Dr Prinz addressed the issue of cost. I am a very cost-conscious person. The Nichols assay, which was initially available, was very expensive, about $1000 a patient. Therefore, I waited for a cheaper assay for parathyroid surgery because the amount of time it took for a bilateral exploration did not justify the additional cost. The Immulite assay has brought the cost down to about $60 a patient at our hospital—a very inexpensive test for what we gain.
Five patients did require intravenous calcium. Whether these patients had severe symptoms or not may be in question. At a teaching hospital, the residents may treat patients with mild paresthesias with intravenous calcium. I am generally one to go ahead and try to push the per os calcium and vitamin D because there is significantly more elemental calcium with those modalities.
Our overall permanent rate of hypoparathyroidism was 3%. Most of the literature is at 6%. Why a third of these had symptoms may be a result of direct rather than open-ended questioning. There may have been some people who may have not had significant symptoms if you didn't ask them about their symptoms.
The other option of treating all patients with calcium was how I managed patients prior to utilizing the intraoperative PTH assay. However, patients who have undetectable PTH levels will require vitamin D in addition to the calcium. By obtaining intraoperative PTH levels, we were able to select out those patients that are going to need vitamin D.

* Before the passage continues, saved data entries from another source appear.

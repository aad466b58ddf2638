use thiserror::Error;

#[derive(Debug, Error)]
pub enum ConfigError {
    #[error("unknown pattern matching compile option: '{name}'")]
    UnknownOption { name: String },
}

For utilizing the PTH during parathyroid surgery and thyroid surgery, I have not done that because most of the parathyroid surgery is done minimally invasive. By doing it minimally invasive, you may or may not find a thyroid nodule. Occasionally you may have a patient with both thyroid and parathyroid pathology, but I have not had extensive experience using the PTH intraoperatively for those patients.
In terms of days of hospitalization, if the PTH is less than 10 pg/mL, this has not increased the length of hospitalization. It has mainly allowed us to predict which patients are going to need vitamin D so that we can start their calcium and vitamin D supplementation immediately rather than waiting until they have symptoms.

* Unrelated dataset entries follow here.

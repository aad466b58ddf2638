use pm_events::{EventData, EventHandle, EventKind};
use pm_model::JoinOp;
use pm_table::{compile_join_op, JoinMember, OptimizeOptions, ProgramTable};

use super::*;

fn term(idx: u32) -> EventHandle {
    EventHandle::new(EventKind::Term, idx).unwrap()
}

fn expr(idx: u32) -> EventHandle {
    EventHandle::new(EventKind::Expression, idx).unwrap()
}

fn feed(sm: &mut StateMachine<'_>, handle: EventHandle, ordpos: u32) {
    sm.set_current_pos(ordpos).unwrap();
    let data = EventData::single(handle, ordpos, 0, ordpos);
    sm.do_transition(handle, data).unwrap();
}

/// §8 scenario 1: `Sequence(A,B)` fires once both witnesses arrive in order,
/// spanning from the first to the last ordinal position.
#[test]
fn scenario_sequence_fires_in_order_with_full_span() {
    let mut table = ProgramTable::new();
    let members = vec![JoinMember::new(term(1), 0), JoinMember::new(term(2), 0)];
    let compiled = compile_join_op(JoinOp::Sequence, &members, 10, 0, expr(1), 42).unwrap();
    table.install_join(compiled).unwrap();
    table.optimize(OptimizeOptions::default()).unwrap();

    let mut sm = StateMachine::new(&table);
    feed(&mut sm, term(1), 1);
    assert!(sm.results().is_empty());
    feed(&mut sm, term(2), 4);

    let results = sm.results();
    assert_eq!(results.len(), 1);
    assert_eq!(results[0].result_handle, 42);
    assert_eq!(results[0].span.start_ordpos, 1);
    assert_eq!(results[0].span.end_ordpos, 4);
}

/// Feeding the witnesses out of order never satisfies a `Sequence` slot.
#[test]
fn scenario_sequence_out_of_order_never_fires() {
    let mut table = ProgramTable::new();
    let members = vec![JoinMember::new(term(1), 0), JoinMember::new(term(2), 0)];
    let compiled = compile_join_op(JoinOp::Sequence, &members, 10, 0, expr(1), 42).unwrap();
    table.install_join(compiled).unwrap();
    table.optimize(OptimizeOptions::default()).unwrap();

    let mut sm = StateMachine::new(&table);
    feed(&mut sm, term(2), 1);
    feed(&mut sm, term(1), 2);
    assert!(sm.results().is_empty());
}

/// §8 scenario 2: `SequenceImm(A,B)` requires its witnesses to land on
/// ordinally adjacent positions; a gap between them breaks the match.
#[test]
fn scenario_sequence_imm_requires_adjacency() {
    let mut table = ProgramTable::new();
    let members = vec![JoinMember::new(term(1), 0), JoinMember::new(term(2), 0)];
    let compiled = compile_join_op(JoinOp::SequenceImm, &members, 10, 0, expr(1), 7).unwrap();
    table.install_join(compiled).unwrap();
    table.optimize(OptimizeOptions::default()).unwrap();

    let mut sm = StateMachine::new(&table);
    feed(&mut sm, term(1), 1);
    feed(&mut sm, term(2), 3);
    assert!(sm.results().is_empty(), "a gap between witnesses must not fire");

    let mut sm2 = StateMachine::new(&table);
    feed(&mut sm2, term(1), 1);
    feed(&mut sm2, term(2), 2);
    assert_eq!(sm2.results().len(), 1);
}

/// §8 scenario 3: `Within(A,B,C)` fires once every member has been seen at
/// least once, in any relative order, as long as all fall inside `range`.
#[test]
fn scenario_within_fires_regardless_of_order() {
    let mut table = ProgramTable::new();
    let members = vec![
        JoinMember::new(term(1), 0),
        JoinMember::new(term(2), 0),
        JoinMember::new(term(3), 0),
    ];
    let compiled = compile_join_op(JoinOp::Within, &members, 5, 0, expr(1), 9).unwrap();
    table.install_join(compiled).unwrap();
    table.optimize(OptimizeOptions::default()).unwrap();

    let mut sm = StateMachine::new(&table);
    feed(&mut sm, term(3), 1);
    feed(&mut sm, term(1), 2);
    assert!(sm.results().is_empty());
    feed(&mut sm, term(2), 3);

    let results = sm.results();
    assert_eq!(results.len(), 1);
    assert_eq!(results[0].span.start_ordpos, 1);
    assert_eq!(results[0].span.end_ordpos, 3);
}

/// An instance that does not complete before its `range` elapses expires
/// unfired and is reaped on the next `set_current_pos` advance.
#[test]
fn open_instance_expires_past_its_range() {
    let mut table = ProgramTable::new();
    let members = vec![JoinMember::new(term(1), 0), JoinMember::new(term(2), 0)];
    let compiled = compile_join_op(JoinOp::Sequence, &members, 2, 0, expr(1), 9).unwrap();
    table.install_join(compiled).unwrap();
    table.optimize(OptimizeOptions::default()).unwrap();

    let mut sm = StateMachine::new(&table);
    feed(&mut sm, term(1), 1);
    assert_eq!(sm.telemetry().nof_open_patterns, 1);

    // position 4 is past start(1) + range(2); the instance must be reaped
    // before term(2) is even considered.
    feed(&mut sm, term(2), 4);
    assert!(sm.results().is_empty());
    assert_eq!(sm.telemetry().nof_open_patterns, 0);
}

/// `Any` with cardinality 2 out of 3 members fires on the second distinct
/// witness, regardless of which two arrive first. Its span covers only the
/// witnesses actually consumed, not every member of the join — a third
/// witness observed after firing cannot retroactively widen an already
/// closed instance.
#[test]
fn scenario_any_with_cardinality_fires_on_second_witness() {
    let mut table = ProgramTable::new();
    let members = vec![
        JoinMember::new(term(1), 0),
        JoinMember::new(term(2), 0),
        JoinMember::new(term(3), 0),
    ];
    let compiled = compile_join_op(JoinOp::Any, &members, 10, 2, expr(1), 5).unwrap();
    table.install_join(compiled).unwrap();
    table.optimize(OptimizeOptions::default()).unwrap();

    let mut sm = StateMachine::new(&table);
    feed(&mut sm, term(1), 1);
    assert!(sm.results().is_empty());
    feed(&mut sm, term(2), 2);

    let results = sm.results();
    assert_eq!(results.len(), 1);
    assert_eq!(results[0].span.start_ordpos, 1);
    assert_eq!(results[0].span.end_ordpos, 2);

    feed(&mut sm, term(3), 3);
    assert_eq!(sm.results().len(), 1, "a new Any instance may open on the third witness but cannot fire alone");
}

/// `And(A,B)` only fires once both distinct triggers have matched, any
/// order; a repeated witness for the same member never substitutes for the
/// other.
#[test]
fn scenario_and_requires_every_distinct_member() {
    let mut table = ProgramTable::new();
    let members = vec![JoinMember::new(term(1), 0), JoinMember::new(term(2), 0)];
    let compiled = compile_join_op(JoinOp::And, &members, 10, 0, expr(1), 3).unwrap();
    table.install_join(compiled).unwrap();
    table.optimize(OptimizeOptions::default()).unwrap();

    let mut sm = StateMachine::new(&table);
    feed(&mut sm, term(1), 1);
    feed(&mut sm, term(1), 2);
    assert!(sm.results().is_empty(), "repeating the same member cannot satisfy And");

    feed(&mut sm, term(2), 3);
    assert_eq!(sm.results().len(), 1);
}

/// `SequenceStruct(delim, A, B)`: the leading delimiter aborts any instance
/// still open when it recurs, without contributing evidence itself.
#[test]
fn scenario_sequence_struct_delimiter_aborts_open_instance() {
    let mut table = ProgramTable::new();
    let members = vec![
        JoinMember::new(term(9), 0),
        JoinMember::new(term(1), 0),
        JoinMember::new(term(2), 0),
    ];
    let compiled = compile_join_op(JoinOp::SequenceStruct, &members, 10, 0, expr(1), 4).unwrap();
    table.install_join(compiled).unwrap();
    table.optimize(OptimizeOptions::default()).unwrap();

    let mut sm = StateMachine::new(&table);
    feed(&mut sm, term(9), 1);
    feed(&mut sm, term(1), 2);
    feed(&mut sm, term(9), 3);
    feed(&mut sm, term(2), 4);
    assert!(sm.results().is_empty(), "the recurring delimiter must abort the open instance");
}

/// §8 scenario 3: `WithinStruct(S,A,B)` fires like `Within(A,B)` when no
/// delimiter intervenes.
#[test]
fn scenario_within_struct_fires_without_delimiter() {
    let mut table = ProgramTable::new();
    let members = vec![
        JoinMember::new(term(9), 0),
        JoinMember::new(term(1), 0),
        JoinMember::new(term(2), 0),
    ];
    let compiled = compile_join_op(JoinOp::WithinStruct, &members, 5, 0, expr(1), 4).unwrap();
    table.install_join(compiled).unwrap();
    table.optimize(OptimizeOptions::default()).unwrap();

    let mut sm = StateMachine::new(&table);
    feed(&mut sm, term(1), 1);
    feed(&mut sm, term(2), 2);

    let results = sm.results();
    assert_eq!(results.len(), 1);
    assert_eq!(results[0].span.start_ordpos, 1);
    assert_eq!(results[0].span.end_ordpos, 2);
}

/// §8 scenario 3 (continued): a delimiter observed before the slot is
/// satisfied aborts the open `WithinStruct` instance.
#[test]
fn scenario_within_struct_delimiter_aborts_open_instance() {
    let mut table = ProgramTable::new();
    let members = vec![
        JoinMember::new(term(9), 0),
        JoinMember::new(term(1), 0),
        JoinMember::new(term(2), 0),
    ];
    let compiled = compile_join_op(JoinOp::WithinStruct, &members, 5, 0, expr(1), 4).unwrap();
    table.install_join(compiled).unwrap();
    table.optimize(OptimizeOptions::default()).unwrap();

    let mut sm = StateMachine::new(&table);
    feed(&mut sm, term(1), 1);
    feed(&mut sm, term(9), 2);
    feed(&mut sm, term(2), 3);
    assert!(sm.results().is_empty(), "the delimiter must abort the open instance");
}

/// §8 scenario 6: a program attaching a variable to one of its witnesses
/// makes that occurrence retrievable from the fired result's binding list.
#[test]
fn scenario_variable_binding_is_attached_to_fired_result() {
    let mut table = ProgramTable::new();
    let variable = 77;
    let members = vec![JoinMember::new(term(1), variable), JoinMember::new(term(2), 0)];
    let compiled = compile_join_op(JoinOp::Sequence, &members, 10, 0, expr(1), 6).unwrap();
    table.install_join(compiled).unwrap();
    table.optimize(OptimizeOptions::default()).unwrap();

    let mut sm = StateMachine::new(&table);
    feed(&mut sm, term(1), 1);
    feed(&mut sm, term(2), 2);

    let result = &sm.results()[0];
    let cursor = sm.event_data_item_list_idx(&result.span);
    let bindings: Vec<_> = sm.bindings(cursor).collect();
    assert_eq!(bindings.len(), 1);
    assert_eq!(bindings[0].variable, variable);
    assert_eq!(bindings[0].data.start_ordpos, 1);
}

/// A firing program's `event_on_fire` is dispatched recursively before
/// `do_transition` returns, letting a second program trigger on the first
/// one's cascade within the same call.
#[test]
fn cascading_fire_is_dispatched_before_do_transition_returns() {
    let mut table = ProgramTable::new();
    let inner_members = vec![JoinMember::new(term(1), 0), JoinMember::new(term(2), 0)];
    let inner = compile_join_op(JoinOp::Sequence, &inner_members, 10, 0, expr(1), 0).unwrap();
    table.install_join(inner).unwrap();

    let outer_members = vec![JoinMember::new(expr(1), 0)];
    let outer = compile_join_op(JoinOp::Any, &outer_members, 10, 0, expr(2), 11).unwrap();
    table.install_join(outer).unwrap();
    table.optimize(OptimizeOptions::default()).unwrap();

    let mut sm = StateMachine::new(&table);
    feed(&mut sm, term(1), 1);
    feed(&mut sm, term(2), 2);

    let results = sm.results();
    assert_eq!(results.len(), 1);
    assert_eq!(results[0].result_handle, 11);
}

/// Feeding an ordinal position behind the current one is rejected rather
/// than silently reordered.
#[test]
fn out_of_order_input_is_rejected() {
    let table = ProgramTable::new();
    let mut sm = StateMachine::new(&table);
    sm.set_current_pos(5).unwrap();
    let err = sm.set_current_pos(3).unwrap_err();
    assert!(matches!(err, RuntimeError::OutOfOrderInput { current: 5, got: 3 }));
}

/// `reset` fully rewinds a state machine to its freshly-constructed state.
#[test]
fn reset_clears_results_and_position() {
    let mut table = ProgramTable::new();
    let members = vec![JoinMember::new(term(1), 0), JoinMember::new(term(2), 0)];
    let compiled = compile_join_op(JoinOp::Sequence, &members, 10, 0, expr(1), 1).unwrap();
    table.install_join(compiled).unwrap();
    table.optimize(OptimizeOptions::default()).unwrap();

    let mut sm = StateMachine::new(&table);
    feed(&mut sm, term(1), 1);
    feed(&mut sm, term(2), 2);
    assert_eq!(sm.results().len(), 1);

    sm.reset();
    assert!(sm.results().is_empty());
    assert_eq!(sm.telemetry().nof_open_patterns, 0);

    feed(&mut sm, term(1), 1);
    feed(&mut sm, term(2), 2);
    assert_eq!(sm.results().len(), 1, "a reset machine must behave identically to a fresh one");
}

mod proptests {
    use super::*;
    use proptest::prelude::*;

    /// Universal invariant: however a `Sequence(A,B)` match fires, its span
    /// never starts after it ends, and never extends past the last fed
    /// position.
    proptest! {
        #[test]
        fn sequence_span_is_well_ordered_and_bounded(
            gap in 0u32..20,
            start in 1u32..50,
        ) {
            let mut table = ProgramTable::new();
            let members = vec![JoinMember::new(term(1), 0), JoinMember::new(term(2), 0)];
            let compiled = compile_join_op(JoinOp::Sequence, &members, 100, 0, expr(1), 1).unwrap();
            table.install_join(compiled).unwrap();
            table.optimize(OptimizeOptions::default()).unwrap();

            let mut sm = StateMachine::new(&table);
            feed(&mut sm, term(1), start);
            feed(&mut sm, term(2), start + gap);

            if let Some(result) = sm.results().first() {
                prop_assert!(result.span.start_ordpos <= result.span.end_ordpos);
                prop_assert_eq!(result.span.start_ordpos, start);
                prop_assert_eq!(result.span.end_ordpos, start + gap);
            }
        }
    }

    /// A `Sequence` instance never fires once its range has elapsed,
    /// whatever the gap between the two witnesses.
    proptest! {
        #[test]
        fn sequence_never_fires_past_its_range(
            gap in 0u32..30,
            range in 1u32..15,
        ) {
            let mut table = ProgramTable::new();
            let members = vec![JoinMember::new(term(1), 0), JoinMember::new(term(2), 0)];
            let compiled = compile_join_op(JoinOp::Sequence, &members, range, 0, expr(1), 1).unwrap();
            table.install_join(compiled).unwrap();
            table.optimize(OptimizeOptions::default()).unwrap();

            let mut sm = StateMachine::new(&table);
            feed(&mut sm, term(1), 1);
            feed(&mut sm, term(2), 1 + gap);

            if gap > range {
                prop_assert!(sm.results().is_empty());
            } else {
                prop_assert_eq!(sm.results().len(), 1);
            }
        }
    }
}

Dr Angelos had addressed the additional cost, which was about $60 with that assay. It does allow for early discharge because these patients can be prospectively treated. Our practice is not changed in the operating room because most of our PTH values are obtained in the recovery room, but even if they weren't, our clinical practice would still the same. If there is a parathyroid that is questionable, it is autotransplanted rather than trying to judge its viability bases on a low PTH level. Even if the PTH level is low, it can not predict that your parathyroid is not going to gain back its function. A parathyroid gland is probably more likely to gain function if it is left in situ rather than autotransplanted.

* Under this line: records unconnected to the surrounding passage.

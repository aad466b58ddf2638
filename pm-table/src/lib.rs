//! The Program Table: the compile-time directory of programs that the
//! builder (`pm-builder`) populates and the runtime (`pm-runtime`) reads.
//!
//! Construction happens in three phases: programs and their triggers are
//! declared (`create_program`/`create_trigger`/`done_program`), frequency
//! statistics are optionally attached (`define_event_frequency`), and then
//! `optimize` rewrites the table once, in place, before it is handed to a
//! state machine. After `optimize` the table is immutable.

pub mod compile;
mod error;
mod optimize;

use std::collections::HashMap;

use pm_events::EventHandle;
use pm_model::{ActionSlotDef, Program, Trigger};

pub use compile::{compile_join_op, CompiledJoin, JoinMember};
pub use error::BuildError;
pub use optimize::{OptimizeOptions, Statistics};

/// The compile-time program directory.
#[derive(Debug, Default)]
pub struct ProgramTable {
    programs: Vec<Program>,
    done: Vec<bool>,
    event_frequency: HashMap<u32, u32>,
    statistics: Option<Statistics>,
}

impl ProgramTable {
    pub fn new() -> Self {
        Self::default()
    }

    /// Associate a frequency statistic with `event`, consulted by
    /// `optimize`'s key-event selection.
    pub fn define_event_frequency(&mut self, event: EventHandle, freq: u32) {
        self.event_frequency.insert(event.packed(), freq);
    }

    /// Convenience wrapper for tokenizer-side document-frequency tables:
    /// equivalent to `define_event_frequency(EventHandle::Term(term_id), df)`.
    pub fn define_term_frequency(&mut self, term_id: u32, df: u32) -> Result<(), BuildError> {
        let handle = EventHandle::new(pm_events::EventKind::Term, term_id)
            .map_err(|e| BuildError::EventHandleOverflow { idx: e.idx })?;
        self.define_event_frequency(handle, df);
        Ok(())
    }

    /// Register a new program with `range` and its initial slot
    /// definition. Returns the dense `program_id` used in every subsequent
    /// call referring to this program.
    pub fn create_program(&mut self, range: u32, slot: ActionSlotDef) -> u32 {
        let id = self.programs.len() as u32;
        self.programs.push(Program::new(id, range, slot));
        self.done.push(false);
        tracing::trace!(target: "pm.table", program_id = id, range, "program_created");
        id
    }

    /// Append a trigger to `program_id`. Fails if the program was already
    /// finalized with `done_program`.
    pub fn create_trigger(&mut self, program_id: u32, trigger: Trigger) -> Result<(), BuildError> {
        self.check_open(program_id)?;
        self.programs[program_id as usize].triggers.push(trigger);
        Ok(())
    }

    /// Finalize `program_id`: no further triggers may be added.
    pub fn done_program(&mut self, program_id: u32) -> Result<(), BuildError> {
        self.check_open(program_id)?;
        self.done[program_id as usize] = true;
        tracing::trace!(target: "pm.table", program_id, "program_done");
        Ok(())
    }

    /// Override a program's fire-event and result-handle after creation.
    pub fn define_program_result(
        &mut self,
        program_id: u32,
        event_on_fire: EventHandle,
        result_handle: u32,
    ) -> Result<(), BuildError> {
        let program = self.program_mut(program_id)?;
        program.slot.event_on_fire = event_on_fire;
        program.slot.result_handle = result_handle;
        Ok(())
    }

    /// Install a [`compile::CompiledJoin`] as a brand-new program: creates
    /// the program, appends its triggers, and finalizes it in one call.
    pub fn install_join(&mut self, compiled: CompiledJoin) -> Result<u32, BuildError> {
        let program_id = self.create_program(compiled.range, compiled.slot);
        for trigger in compiled.triggers {
            self.create_trigger(program_id, trigger)?;
        }
        self.done_program(program_id)?;
        Ok(program_id)
    }

    /// Run the optimizer (§4.3) over every finalized program, after
    /// rejecting any cyclic reference graph the builder may have produced.
    pub fn optimize(&mut self, opts: OptimizeOptions) -> Result<(), BuildError> {
        if let Some(program_id) = self.detect_cycle() {
            return Err(BuildError::CyclicReference { program_id });
        }
        let stats = optimize::run(&mut self.programs, &self.event_frequency, &opts);
        self.statistics = Some(stats);
        Ok(())
    }

    /// Diagnostics computed by the last `optimize` call.
    pub fn statistics(&self) -> Option<&Statistics> {
        self.statistics.as_ref()
    }

    pub fn programs(&self) -> &[Program] {
        &self.programs
    }

    pub fn program(&self, program_id: u32) -> Option<&Program> {
        self.programs.get(program_id as usize)
    }

    pub fn nof_programs(&self) -> usize {
        self.programs.len()
    }

    fn check_open(&self, program_id: u32) -> Result<(), BuildError> {
        let done = self
            .done
            .get(program_id as usize)
            .ok_or(BuildError::UnknownProgram { program_id })?;
        if *done {
            return Err(BuildError::ProgramAlreadyDone { program_id });
        }
        Ok(())
    }

    fn program_mut(&mut self, program_id: u32) -> Result<&mut Program, BuildError> {
        self.programs
            .get_mut(program_id as usize)
            .ok_or(BuildError::UnknownProgram { program_id })
    }

    /// The event-firing cascade must be a DAG: no program may (directly or
    /// transitively) be re-triggered by its own fire-event. Builds the
    /// `event -> subscribing programs` adjacency and runs a DFS with a
    /// recursion-stack set from every program.
    fn detect_cycle(&self) -> Option<u32> {
        let mut subscribers: HashMap<u32, Vec<u32>> = HashMap::new();
        for program in &self.programs {
            for trigger in &program.triggers {
                subscribers
                    .entry(trigger.event.packed())
                    .or_default()
                    .push(program.id);
            }
        }

        let edges = |program_id: u32| -> Vec<u32> {
            let fire_event = self.programs[program_id as usize].slot.event_on_fire.packed();
            subscribers.get(&fire_event).cloned().unwrap_or_default()
        };

        for start in self.programs.iter().map(|p| p.id) {
            let mut visited = std::collections::HashSet::new();
            visited.insert(start);
            let mut path = vec![start];
            // Iterative DFS over the reachability graph from `start`;
            // returning to `start` via any edge is a cycle.
            while let Some(&current) = path.last() {
                let mut advanced = false;
                for next in edges(current) {
                    if next == start {
                        return Some(start);
                    }
                    if visited.insert(next) {
                        path.push(next);
                        advanced = true;
                        break;
                    }
                }
                if !advanced {
                    path.pop();
                }
            }
        }
        None
    }
}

Dr Angelos, we referenced your paper on the utilization of ionized calcium levels in our manuscript. The downside of this method is that there is a delay in identifying which patients are going to have low calcium levels. The IOPTH gives you a quicker heads up on the game rather than waiting until the patient may develop symptoms. The other paper that you discussed measured serial calcium levels at approximately 8 hours, 12 hours, and 24 hours and then following the curve. But again, these methods define patients at risk but are not as predictive as the IOPTH.